Bienvenue dans le vrai monde.

Il y a semble t'il un mouvement social effervescent en France. Il paraît même qu'il y aura une grève générale jeudi. En fait, ce message sera plus long que d'habitude. Je tiens à être précis, je ne voudrais pas que l'on comprenne des choses que je n'ai pas tapé. Mais, aujourd'hui, des étudiants venus d'universités parisiennes sont venus occupés mon école, Sciences Po. Intéressant. Si vous trouvez le message trop long, ne le lisez pas. Je vous aurai prévenu.

Au Québec, l'occupation est une des tactiques du mouvement étudiant et de d'autres mouvements sociaux. Elle n'est pas toujours efficace mais assez pour faire parler des revendications. La grève générale illimitée dérange souvent bien plus le gouvernement mais l'occupation ne laisse pas sa place non plus. Or, chez nous on occupe d'abord son cégep ou son université puis on va ailleurs, où ça fait mal. Ministères, Conseil du Patronat, et pour les fous, le Pont Jacques-Cartier.

Quand certains occupent le Conseil du Patronat c'est dans une logique différente que lorsqu'on occupe le cégep du Vieux. Le Conseil du Patronat, on l'occupe parce que c'est l'ennemi, le cégep parce que c'est à nous. Ce sont deux logiques différentes. Aujourd'hui, quand environ une centaine d'étudiants parisiens sont venus occuper Sciences Po, une école où ils n'étudient pas, ça relève de la première logique. Je vous ai déjà parlé de Sciences Po, quelle genre d'école c'est, sa réputation.

Voici donc un récit détaillé des événements d'aujourd'hui.

18h45: Je suis assis dans "La Péniche", le hall d'entrée en train de lire un nouveau livre, On the Road de Jack London. Traduction italien, faut bien que je me fasse un peu de vocabulaire. Et là, environ une centaine de jeunes, esquivant le contrôle de cartes d'identité imposé depuis plus d'une semaine à l'entrée, entrent de je ne sais où et déroule une bannière. Slogan: "Dissolution des IEP, l'élite française est "internée" (Je suis pas sûr du dernier mot). Vous voyez le genre. Ou encore, un autre à la rime difficile: "Quand le savoir est au service du pouvoir, les futurs chômeurs viennent voir les futurs cadres". Et vous savez le plus terrible, c'est que c'est exactement le cas. Impossible de douter que les étudiants de Sciences Po, et de ne pas m'inclure serait hypocrite, sont les futurs cadres et que les étudiants en sciences humaines d'universités publiques françaises seront en grande partie chômeurs.

L'occupation semble prendre tout le monde par surprise.

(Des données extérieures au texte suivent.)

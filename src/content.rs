//! Content updates: file status, tag mapping and rating changes.

use std::collections::BTreeMap;

use crate::error::{Error, Result};
use crate::media::Hash;
use crate::predicates::clean_tag;
use crate::services::{RatingValue, ServiceKey};

/// Ordered updates per target service, applied as one transaction.
pub type ServiceUpdates = BTreeMap<ServiceKey, Vec<ContentUpdate>>;

#[derive(Debug, Clone, Copy, PartialEq, Eq)]
pub enum ContentDataType {
    Files,
    Mappings,
    Ratings,
}

impl ContentDataType {
    pub fn as_str(&self) -> &'static str {
        match self {
            ContentDataType::Files => "files",
            ContentDataType::Mappings => "mappings",
            ContentDataType::Ratings => "ratings",
        }
    }
}

#[derive(Debug, Clone, PartialEq, Eq)]
pub enum FilesUpdate {
    /// Mark already-known files current on a file repository.
    Add(Vec<Hash>),
    Delete(Vec<Hash>),
    Archive(Vec<Hash>),
    Inbox(Vec<Hash>),
    /// Queue for upload to a file repository.
    Pend(Vec<Hash>),
    RescindPend(Vec<Hash>),
}

impl FilesUpdate {
    pub fn hashes(&self) -> &[Hash] {
        match self {
            FilesUpdate::Add(h)
            | FilesUpdate::Delete(h)
            | FilesUpdate::Archive(h)
            | FilesUpdate::Inbox(h)
            | FilesUpdate::Pend(h)
            | FilesUpdate::RescindPend(h) => h,
        }
    }
}

#[derive(Debug, Clone, Copy, PartialEq, Eq)]
pub enum MappingAction {
    Add,
    Delete,
    Pend,
    RescindPend,
}

/// A tag mapping change. The tag is canonical by construction.
#[derive(Debug, Clone, PartialEq, Eq)]
pub struct MappingsUpdate {
    action: MappingAction,
    tag: String,
    hashes: Vec<Hash>,
}

impl MappingsUpdate {
    pub fn new(action: MappingAction, tag: &str, hashes: Vec<Hash>) -> Result<Self> {
        let tag = clean_tag(tag).map_err(|_| Error::InvalidUpdate("empty tag".into()))?;
        Ok(Self { action, tag, hashes })
    }

    pub fn action(&self) -> MappingAction {
        self.action
    }

    pub fn tag(&self) -> &str {
        &self.tag
    }

    pub fn hashes(&self) -> &[Hash] {
        &self.hashes
    }
}

#[derive(Debug, Clone, PartialEq, Eq)]
pub enum RatingsUpdate {
    Set { hash: Hash, value: RatingValue },
    Clear { hash: Hash },
}

#[derive(Debug, Clone, PartialEq, Eq)]
pub enum ContentUpdate {
    Files(FilesUpdate),
    Mappings(MappingsUpdate),
    Ratings(RatingsUpdate),
}

impl ContentUpdate {
    pub fn delete_files(hashes: Vec<Hash>) -> Self {
        ContentUpdate::Files(FilesUpdate::Delete(hashes))
    }

    pub fn archive(hashes: Vec<Hash>) -> Self {
        ContentUpdate::Files(FilesUpdate::Archive(hashes))
    }

    pub fn inbox(hashes: Vec<Hash>) -> Self {
        ContentUpdate::Files(FilesUpdate::Inbox(hashes))
    }

    pub fn add_mapping(tag: &str, hashes: Vec<Hash>) -> Result<Self> {
        Ok(ContentUpdate::Mappings(MappingsUpdate::new(MappingAction::Add, tag, hashes)?))
    }

    pub fn delete_mapping(tag: &str, hashes: Vec<Hash>) -> Result<Self> {
        Ok(ContentUpdate::Mappings(MappingsUpdate::new(MappingAction::Delete, tag, hashes)?))
    }

    pub fn set_rating(hash: Hash, value: RatingValue) -> Self {
        ContentUpdate::Ratings(RatingsUpdate::Set { hash, value })
    }

    pub fn data_type(&self) -> ContentDataType {
        match self {
            ContentUpdate::Files(_) => ContentDataType::Files,
            ContentUpdate::Mappings(_) => ContentDataType::Mappings,
            ContentUpdate::Ratings(_) => ContentDataType::Ratings,
        }
    }

    /// Whether this update touches pending (upload queue) state.
    pub fn is_pending_action(&self) -> bool {
        match self {
            ContentUpdate::Files(FilesUpdate::Pend(_) | FilesUpdate::RescindPend(_)) => true,
            ContentUpdate::Mappings(m) => {
                matches!(m.action(), MappingAction::Pend | MappingAction::RescindPend)
            }
            _ => false,
        }
    }
}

Je croise des copains de SUD-étudiant, un syndicat auquel je sympathise, ils ont pas trop l'air de savoir quoi faire. D'autres amis, d'un groupuscule trotskiste dont la cordialité est inversement proportionnelle au nombre de leurs membres, commencent à distribuer des tracts mais n'avaient pas trop l'air prévenus non plus.

18h46: Première hostilité. Un étudiant de Sciences Po, tout à fait bourgeois, se met à insulter les occupants et crient l'injure suprême: "Gauchistes". Je souris. Là, quelqu'un me donne une pile de tracts. Je ne sais pas trop quoi faire avec. Je ne les ai même pas lus. Les gens me les prennent des mains. Je passe aussitôt pour quelqu'un de renseigné. Un espèce de directeur m'en demande un poliment. J'ai peur de m'être mis les pieds dans les plats.

18h50: Le groupe d'occupants entre dans l'amphithéâtre Boutmy, le principal de Sciences Po. Il y a un cours qui commence, et, manque de chance, c'est celui d'Olivier Duhamel.
C'est là que commence le plaisir. Le célèbre prof propose aux occupants d'assister à son cours sur la Cinquième République française (et mentionne qu'il doit recevoir quelqu'un comme l'ambassadeur américain ou quelque chose comme ça) et qu'il offrira 20 minutes de son cours en débat. Les occupants refusent. Il demande aux étudiants de Sciences Po, sagement assis à leurs places de voter. Immense majorité pour. Duhamel quitte. Avant de quitter, il tient à préciser au micro: Sciences Po n'est pas une Grande École mais plutôt "une université d'excellence". Il dit que Sciences Po est le seul Grand Établissement à avoir une convention ZEP, qui aide les étudiants de banlieues problématiques à entrer dans l'Institution. Tonnerre d'applaudissement des étudiants Sciences Po, dont une infime minorité participe réellement de ces conventions ZEP. Je suis un de ceux-là, dans un certain sens.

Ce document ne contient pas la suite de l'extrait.